Logical Clocks AB, Sweden

Theofilos Kakantousis is a co-founder of Logical Clocks AB, the main developers of Hops Hadoop ( He received his MSc in Distributed Systems from KTH in 2014. He has previously worked as a middleware consultant at Oracle, Greece, as well  a research engineer at SICS Swedish ICT, Stockholm. He frequently gives talks on Hops Hadoop, and has presented Hops at venues such as Strata San Jose/New York and Big Data Tech Warsaw.

Topic: Multi-tenant Streaming and TensorFlow as a Service with Hops

Hops is a new European version of Apache Hadoop that introduces new concepts to Hadoop to enable multi-tenant Streaming-as-a-Service and TensorFlow-as-a-Service. In particular, Hops introduces the abstractions: projects, datasets and users. Projects are containers for datasets and users, and are aimed at removing the need for users to manage and launch clusters today, as clusters are currently the only strong mechanisms for isolating users and their data from one another.
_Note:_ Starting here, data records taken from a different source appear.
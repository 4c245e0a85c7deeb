//! Tokio WebSocket driver
//!
//! [`SocketConnector`] implements [`Connector`] by spawning one task per
//! connection attempt. Each task owns its socket and reports what happens to
//! it as [`ClientEvent`]s tagged with the attempt's generation; reconnect
//! timers report back on the same channel. All state changes happen on the
//! receiving side, one event at a time.

use futures::{SinkExt, StreamExt};
use tokio::sync::mpsc;
use tokio_tungstenite::{connect_async, tungstenite::Message};
use url::Url;

use super::connection::{Connector, ReconnectTicket, Transport};
use crate::core::ClientError;

/// Events delivered from socket and timer tasks to the session
#[derive(Debug, Clone, PartialEq, Eq)]
pub enum ClientEvent {
    Opened { generation: u64 },
    Message { generation: u64, text: String },
    Errored { generation: u64, error: String },
    Closed { generation: u64, reason: String },
    ReconnectDue { token: u64 },
}

/// Transport backed by the outbound channel of a socket task
pub struct ChannelTransport {
    tx: mpsc::UnboundedSender<String>,
}

impl Transport for ChannelTransport {
    fn send_text(&mut self, frame: String) -> Result<(), ClientError> {
        self.tx
            .send(frame)
            .map_err(|_| ClientError::Transport("connection writer has shut down".to_string()))
    }
}

/// Spawns socket tasks and reconnect timers on the current Tokio runtime
pub struct SocketConnector {
    events: mpsc::UnboundedSender<ClientEvent>,
}

impl SocketConnector {
    pub fn new(events: mpsc::UnboundedSender<ClientEvent>) -> Self {
        Self { events }
    }
}

impl Connector for SocketConnector {
    fn open(&mut self, url: &Url, generation: u64) -> Box<dyn Transport> {
        let (tx, rx) = mpsc::unbounded_channel();
        let events = self.events.clone();
        let url = url.to_string();
        tokio::spawn(async move {
            run_socket(url, generation, events, rx).await;
        });
        Box::new(ChannelTransport { tx })
    }

    fn schedule_reconnect(&mut self, ticket: ReconnectTicket) {
        let events = self.events.clone();
        tokio::spawn(async move {
            tokio::time::sleep(ticket.delay).await;
            let _ = events.send(ClientEvent::ReconnectDue {
                token: ticket.token,
            });
        });
    }
}

/// Drive one connection attempt until it closes.
///
/// A failed handshake reports an error followed by a close, like any other
/// dropped connection, so the reconnect path is the same for both. Dropping
/// the [`ChannelTransport`] closes the socket.
async fn run_socket(
    url: String,
    generation: u64,
    events: mpsc::UnboundedSender<ClientEvent>,
    mut outbound: mpsc::UnboundedReceiver<String>,
) {
    let (stream, _) = match connect_async(url.as_str()).await {
        Ok(ok) => ok,
        Err(e) => {
            tracing::debug!(generation, "Connect to {} failed: {}", url, e);
            let _ = events.send(ClientEvent::Errored {
                generation,
                error: e.to_string(),
            });
            let _ = events.send(ClientEvent::Closed {
                generation,
                reason: format!("connect: {e}"),
            });
            return;
        }
    };

    if events.send(ClientEvent::Opened { generation }).is_err() {
        return;
    }

    let (mut write, mut read) = stream.split();

    let reason = loop {
        tokio::select! {
            frame = read.next() => match frame {
                Some(Ok(Message::Text(text))) => {
                    if events.send(ClientEvent::Message { generation, text }).is_err() {
                        break "client shut down".to_string();
                    }
                }
                Some(Ok(Message::Close(close))) => {
                    break close
                        .map(|c| format!("closed by server: {} {}", u16::from(c.code), c.reason))
                        .unwrap_or_else(|| "closed by server".to_string());
                }
                Some(Ok(_)) => {} // Binary and Ping/Pong frames handled by tungstenite.
                Some(Err(e)) => {
                    let _ = events.send(ClientEvent::Errored {
                        generation,
                        error: e.to_string(),
                    });
                    break format!("read error: {e}");
                }
                None => break "connection closed".to_string(),
            },
            outgoing = outbound.recv() => match outgoing {
                Some(frame) => {
                    if let Err(e) = write.send(Message::Text(frame)).await {
                        let _ = events.send(ClientEvent::Errored {
                            generation,
                            error: e.to_string(),
                        });
                        break format!("send error: {e}");
                    }
                }
                None => {
                    let _ = write.send(Message::Close(None)).await;
                    break "superseded".to_string();
                }
            },
        }
    };

    tracing::debug!(generation, "Socket task finished: {}", reason);
    let _ = events.send(ClientEvent::Closed { generation, reason });
}

#[cfg(test)]
mod tests {
    use super::*;
    use std::time::Duration;

    #[test]
    fn test_channel_transport_reports_dead_writer() {
        let (tx, rx) = mpsc::unbounded_channel();
        let mut transport = ChannelTransport { tx };
        assert!(transport.send_text("a".into()).is_ok());
        drop(rx);
        assert!(matches!(
            transport.send_text("b".into()),
            Err(ClientError::Transport(_))
        ));
    }

    #[tokio::test]
    async fn test_reconnect_timer_delivers_token() {
        let (tx, mut rx) = mpsc::unbounded_channel();
        let mut connector = SocketConnector::new(tx);
        connector.schedule_reconnect(ReconnectTicket {
            token: 7,
            delay: Duration::from_millis(10),
        });

        let event = tokio::time::timeout(Duration::from_secs(2), rx.recv())
            .await
            .expect("timer fired")
            .expect("channel open");
        assert_eq!(event, ClientEvent::ReconnectDue { token: 7 });
    }

    #[tokio::test]
    async fn test_refused_connection_reports_error_then_close() {
        // Bind and drop a listener to get a port with nothing behind it.
        let port = {
            let listener = std::net::TcpListener::bind("127.0.0.1:0").unwrap();
            listener.local_addr().unwrap().port()
        };
        let (tx, mut rx) = mpsc::unbounded_channel();
        let mut connector = SocketConnector::new(tx);
        let url = Url::parse(&format!("ws://127.0.0.1:{port}/ws")).unwrap();
        let _transport = connector.open(&url, 3);

        let first = tokio::time::timeout(Duration::from_secs(5), rx.recv())
            .await
            .unwrap()
            .unwrap();
        let second = tokio::time::timeout(Duration::from_secs(5), rx.recv())
            .await
            .unwrap()
            .unwrap();
        assert!(matches!(first, ClientEvent::Errored { generation: 3, .. }));
        assert!(matches!(second, ClientEvent::Closed { generation: 3, .. }));
    }
}
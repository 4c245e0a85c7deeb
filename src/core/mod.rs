//! Core domain modules
//!
//! Types shared by the client, session and presentation layers.

pub mod errors;

pub use errors::{ClientError, EndpointError, ProtocolError};
//! Shared fakes for integration tests

#![allow(dead_code)]

use std::cell::RefCell;
use std::rc::Rc;

use mcp_chat::client::{ClientEvent, ConnectionOptions, Connector, ReconnectTicket, Transport};
use mcp_chat::session::{ChatSession, Cue, CueSink, SessionOptions};
use mcp_chat::ClientError;
use url::Url;

/// Everything the fakes observed
#[derive(Default)]
pub struct Log {
    pub opened: Vec<(Url, u64)>,
    pub frames: Vec<String>,
    pub tickets: Vec<ReconnectTicket>,
    pub cues: Vec<Cue>,
}

pub type SharedLog = Rc<RefCell<Log>>;

pub struct FakeTransport(pub SharedLog);

impl Transport for FakeTransport {
    fn send_text(&mut self, frame: String) -> Result<(), ClientError> {
        self.0.borrow_mut().frames.push(frame);
        Ok(())
    }
}

pub struct FakeConnector(pub SharedLog);

impl Connector for FakeConnector {
    fn open(&mut self, url: &Url, generation: u64) -> Box<dyn Transport> {
        self.0.borrow_mut().opened.push((url.clone(), generation));
        Box::new(FakeTransport(Rc::clone(&self.0)))
    }

    fn schedule_reconnect(&mut self, ticket: ReconnectTicket) {
        self.0.borrow_mut().tickets.push(ticket);
    }
}

pub struct RecordingCues(pub SharedLog);

impl CueSink for RecordingCues {
    fn play(&mut self, cue: Cue) {
        self.0.borrow_mut().cues.push(cue);
    }
}

pub fn session_with(options: ConnectionOptions) -> (ChatSession, SharedLog) {
    let log = Rc::new(RefCell::new(Log::default()));
    let session = ChatSession::new(
        SessionOptions {
            origin: "http://localhost:8000".into(),
            connection: options,
            sound_enabled: true,
        },
        Box::new(FakeConnector(Rc::clone(&log))),
        Box::new(RecordingCues(Rc::clone(&log))),
    );
    (session, log)
}

/// A started session whose first connection has opened
pub fn connected_session() -> (ChatSession, SharedLog) {
    let (mut session, log) = session_with(ConnectionOptions::default());
    session.start();
    let generation = session.connection().generation();
    session.handle_event(ClientEvent::Opened { generation });
    log.borrow_mut().cues.clear();
    (session, log)
}

/// A server frame tagged with the live generation
pub fn frame(session: &ChatSession, text: &str) -> ClientEvent {
    ClientEvent::Message {
        generation: session.connection().generation(),
        text: text.to_string(),
    }
}
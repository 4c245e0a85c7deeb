//! UI widgets for the chat screen

mod footer;
mod header;
mod input;
mod message_list;
mod tool_progress;

pub use footer::FooterWidget;
pub use header::{state_color, HeaderWidget};
pub use input::{char_count_color, InputBox, InputState};
pub use message_list::{message_lines, role_color, wrap_line, MessageListWidget};
pub use tool_progress::{ToolProgressWidget, PANEL_HEIGHT};
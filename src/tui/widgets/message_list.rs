//! Message list widget for displaying the transcript
//!
//! Each message gets a role header with its timestamp, then the formatted
//! content. Lines are wrapped here rather than by `Paragraph` so scrolling
//! can be measured exactly in rows.

use ratatui::{
    buffer::Buffer,
    layout::Rect,
    style::{Color, Modifier, Style},
    text::{Line, Span},
    widgets::{Block, Borders, Paragraph, Widget},
};
use unicode_width::UnicodeWidthChar;

use crate::format::format_message;
use crate::session::{ChatMessage, Role, Transcript};
use crate::tui::markup::markup_lines;

/// Header colour for each role
pub fn role_color(role: Role) -> Color {
    match role {
        Role::User => Color::Cyan,
        Role::Assistant => Color::Green,
        Role::System => Color::Yellow,
        Role::Error => Color::Red,
    }
}

fn body_style(role: Role) -> Style {
    match role {
        Role::User | Role::Assistant => Style::default().fg(Color::White),
        Role::System => Style::default().fg(Color::Gray),
        Role::Error => Style::default().fg(Color::LightRed),
    }
}

/// Unwrapped lines for one message, header first
pub fn message_lines(message: &ChatMessage, frame: usize) -> Vec<Line<'static>> {
    let mut lines = vec![Line::from(vec![
        Span::styled(
            message.role.header(),
            Style::default()
                .fg(role_color(message.role))
                .add_modifier(Modifier::BOLD),
        ),
        Span::styled(
            format!("  {}", message.timestamp.format("%H:%M:%S")),
            Style::default().fg(Color::DarkGray),
        ),
    ])];

    if message.pending {
        let dots = ".".repeat(frame % 3 + 1);
        lines.push(Line::from(Span::styled(
            format!("{}{dots}", message.content),
            Style::default()
                .fg(Color::Gray)
                .add_modifier(Modifier::ITALIC),
        )));
    } else {
        lines.extend(markup_lines(
            &format_message(&message.content),
            body_style(message.role),
        ));
    }
    lines
}

/// Hard-wrap a line at `width` columns, keeping span styles
pub fn wrap_line(line: Line<'static>, width: usize) -> Vec<Line<'static>> {
    let width = width.max(1);
    let mut rows: Vec<Vec<Span<'static>>> = vec![Vec::new()];
    let mut row_width = 0;

    for span in line.spans {
        let style = span.style;
        let mut chunk = String::new();
        for c in span.content.chars() {
            let w = c.width().unwrap_or(0);
            if row_width > 0 && row_width + w > width {
                if !chunk.is_empty() {
                    if let Some(row) = rows.last_mut() {
                        row.push(Span::styled(std::mem::take(&mut chunk), style));
                    }
                }
                rows.push(Vec::new());
                row_width = 0;
            }
            chunk.push(c);
            row_width += w;
        }
        if !chunk.is_empty() {
            if let Some(row) = rows.last_mut() {
                row.push(Span::styled(chunk, style));
            }
        }
    }

    rows.into_iter().map(Line::from).collect()
}

/// Transcript widget scrolled relative to the newest message
pub struct MessageListWidget<'a> {
    transcript: &'a Transcript,
    scroll_from_bottom: usize,
    frame: usize,
}

impl<'a> MessageListWidget<'a> {
    pub fn new(transcript: &'a Transcript) -> Self {
        Self {
            transcript,
            scroll_from_bottom: 0,
            frame: 0,
        }
    }

    /// Rows to scroll back from the newest message
    pub fn scroll(mut self, rows: usize) -> Self {
        self.scroll_from_bottom = rows;
        self
    }

    /// Animation frame for the pending-reply dots
    pub fn frame(mut self, frame: usize) -> Self {
        self.frame = frame;
        self
    }

    fn block() -> Block<'static> {
        Block::default()
            .borders(Borders::ALL)
            .border_style(Style::default().fg(Color::DarkGray))
            .title(Line::from(Span::styled(
                " 💬 CONVERSATION ",
                Style::default()
                    .fg(Color::Cyan)
                    .add_modifier(Modifier::BOLD),
            )))
    }

    /// Wrapped rows for the whole transcript at the given width
    pub fn rows(&self, width: usize) -> Vec<Line<'static>> {
        let mut rows = Vec::new();
        for (i, message) in self.transcript.messages().iter().enumerate() {
            if i > 0 {
                rows.push(Line::default());
            }
            for line in message_lines(message, self.frame) {
                rows.extend(wrap_line(line, width));
            }
        }
        rows
    }

    /// Furthest the list can scroll back when drawn in `area`
    pub fn max_scroll(&self, area: Rect) -> usize {
        let inner = Self::block().inner(area);
        let total = self.rows(inner.width as usize).len();
        total.saturating_sub(inner.height as usize)
    }
}

impl Widget for MessageListWidget<'_> {
    fn render(self, area: Rect, buf: &mut Buffer) {
        let block = Self::block();
        let inner = block.inner(area);
        block.render(area, buf);

        if inner.width == 0 || inner.height == 0 {
            return;
        }

        if self.transcript.is_empty() {
            Paragraph::new(Line::from(Span::styled(
                "No messages yet. Ask a research question to get started.",
                Style::default().fg(Color::DarkGray),
            )))
            .render(inner, buf);
            return;
        }

        let rows = self.rows(inner.width as usize);
        let height = inner.height as usize;
        let max_scroll = rows.len().saturating_sub(height);
        let scroll = self.scroll_from_bottom.min(max_scroll);
        let start = max_scroll - scroll;

        let visible: Vec<Line> = rows.into_iter().skip(start).take(height).collect();
        Paragraph::new(visible).render(inner, buf);
    }
}

#[cfg(test)]
mod tests {
    use super::*;

    fn text(line: &Line<'_>) -> String {
        line.spans.iter().map(|s| s.content.as_ref()).collect()
    }

    #[test]
    fn test_wrap_line_keeps_styles() {
        let bold = Style::default().add_modifier(Modifier::BOLD);
        let line = Line::from(vec![Span::raw("abc"), Span::styled("defg", bold)]);
        let rows = wrap_line(line, 4);
        assert_eq!(rows.len(), 2);
        assert_eq!(text(&rows[0]), "abcd");
        assert_eq!(text(&rows[1]), "efg");
        assert_eq!(rows[1].spans[0].style, bold);
    }

    #[test]
    fn test_wrap_empty_line() {
        assert_eq!(wrap_line(Line::default(), 10).len(), 1);
    }

    #[test]
    fn test_pending_message_animates() {
        let mut transcript = Transcript::new();
        transcript.push_pending();
        let message = &transcript.messages()[0];
        assert!(text(&message_lines(message, 0)[1]).ends_with("request."));
        assert!(text(&message_lines(message, 2)[1]).ends_with("request..."));
    }

    #[test]
    fn test_rows_separate_messages() {
        let mut transcript = Transcript::new();
        transcript.push(Role::User, "hi");
        transcript.push(Role::Assistant, "hello");
        let rows = MessageListWidget::new(&transcript).rows(40);
        // header, body, blank, header, body
        assert_eq!(rows.len(), 5);
        assert!(text(&rows[0]).starts_with("👤 USER"));
        assert!(text(&rows[3]).starts_with("🤖 ASSISTANT"));
    }

    #[test]
    fn test_max_scroll() {
        let mut transcript = Transcript::new();
        for i in 0..10 {
            transcript.push(Role::System, format!("note {i}"));
        }
        let widget = MessageListWidget::new(&transcript);
        // 10 * 2 rows + 9 separators, 8 visible rows inside the border
        assert_eq!(widget.max_scroll(Rect::new(0, 0, 40, 10)), 29 - 8);
    }
}
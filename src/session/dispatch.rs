//! Inbound message dispatch
//!
//! Routes decoded envelopes to transcript, status and cue updates.

use super::cues::Cue;
use super::transcript::Role;
use super::ChatSession;
use crate::protocol::{self, Inbound, ServerMessage};

/// Shown when a frame from the server cannot be decoded
pub const MALFORMED_NOTICE: &str = "Received malformed message from server";

/// Assistant replies longer than this are noted in the debug log
const LONG_MESSAGE_CHARS: usize = 500;

impl ChatSession {
    /// Decode and dispatch one text frame from the server.
    pub fn receive(&mut self, text: &str) {
        match protocol::decode(text) {
            Ok(Inbound::Known(message)) => self.dispatch(message),
            Ok(Inbound::Unknown(kind)) => {
                tracing::debug!("Unknown message type: {}", kind);
            }
            Err(e) => {
                tracing::warn!("Dropping malformed server frame: {}", e);
                self.transcript.push(Role::Error, MALFORMED_NOTICE);
            }
        }
    }

    /// Apply one decoded server envelope.
    pub fn dispatch(&mut self, message: ServerMessage) {
        match message {
            ServerMessage::Status(update) => {
                self.status.apply(&update);
                if let Some(note) = update.message.filter(|m| !m.is_empty()) {
                    self.transcript.push(Role::System, note);
                }
            }
            ServerMessage::UserMessage { message } => {
                self.transcript.push(Role::User, message);
            }
            ServerMessage::AssistantMessage { message, tokens } => {
                self.transcript.clear_tool_progress();
                let content = match tokens.filter(|t| !t.is_empty()) {
                    Some(tokens) => format!("{message}\n\n{tokens}"),
                    None => message,
                };
                let chars = content.chars().count();
                if chars > LONG_MESSAGE_CHARS {
                    tracing::debug!(chars, "Long assistant message");
                }
                self.transcript.push(Role::Assistant, content);
                self.play(Cue::Message);
            }
            ServerMessage::ToolProgress { message } => {
                tracing::debug!("Tool progress: {}", message);
                self.transcript.set_tool_progress(message);
                self.play(Cue::Send);
            }
            ServerMessage::Error { message } => {
                self.transcript.push(Role::Error, message);
                self.play(Cue::Error);
            }
        }
    }
}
Our platform for managing datasets and running jobs, called Hopsworks, builds on Hops concepts and is in an entirely UI-driven environment implemented with only open-source software. In this talk we will discuss the challenges and experiences in building secure streaming applications on both Spark and Flink with Kafka over YARN using Hopsworks. We also show how we use the ELK stack (Elasticsearch, Logstash, and Kibana) for logging and debugging running Spark applications, how we use Grafana and Vizops (an in-house developed monitoring tool) with InfluxDB to monitor Spark applications and finally how Apache Zeppelin and Jupyter can provide interactive visualizations and charts to end-users. We also discuss how Hopsworks provides TensorFlow-as-a-Service with Distributed TensorFlow and Yahoo’s TensorFlowOnSpark. Users can debug applications using Tensorboard and SparkUI, examine logs and monitor training. Moreover, we will show how Hopsworks simplifies discovering and downloading huge datasets between Hopsworks clusters using a custom peer-to-peer sharing tool. Users can, within minutes, install Hopsworks, discover curated important datasets and download them to either apply their business logic with a streaming application or train Deep Neural networks using TensorFlow. We will also discuss our experiences running Streaming-as-a-Service and TensorFlow-as-a-Service on a cluster in Sweden with over 200 users (as of mid 2017).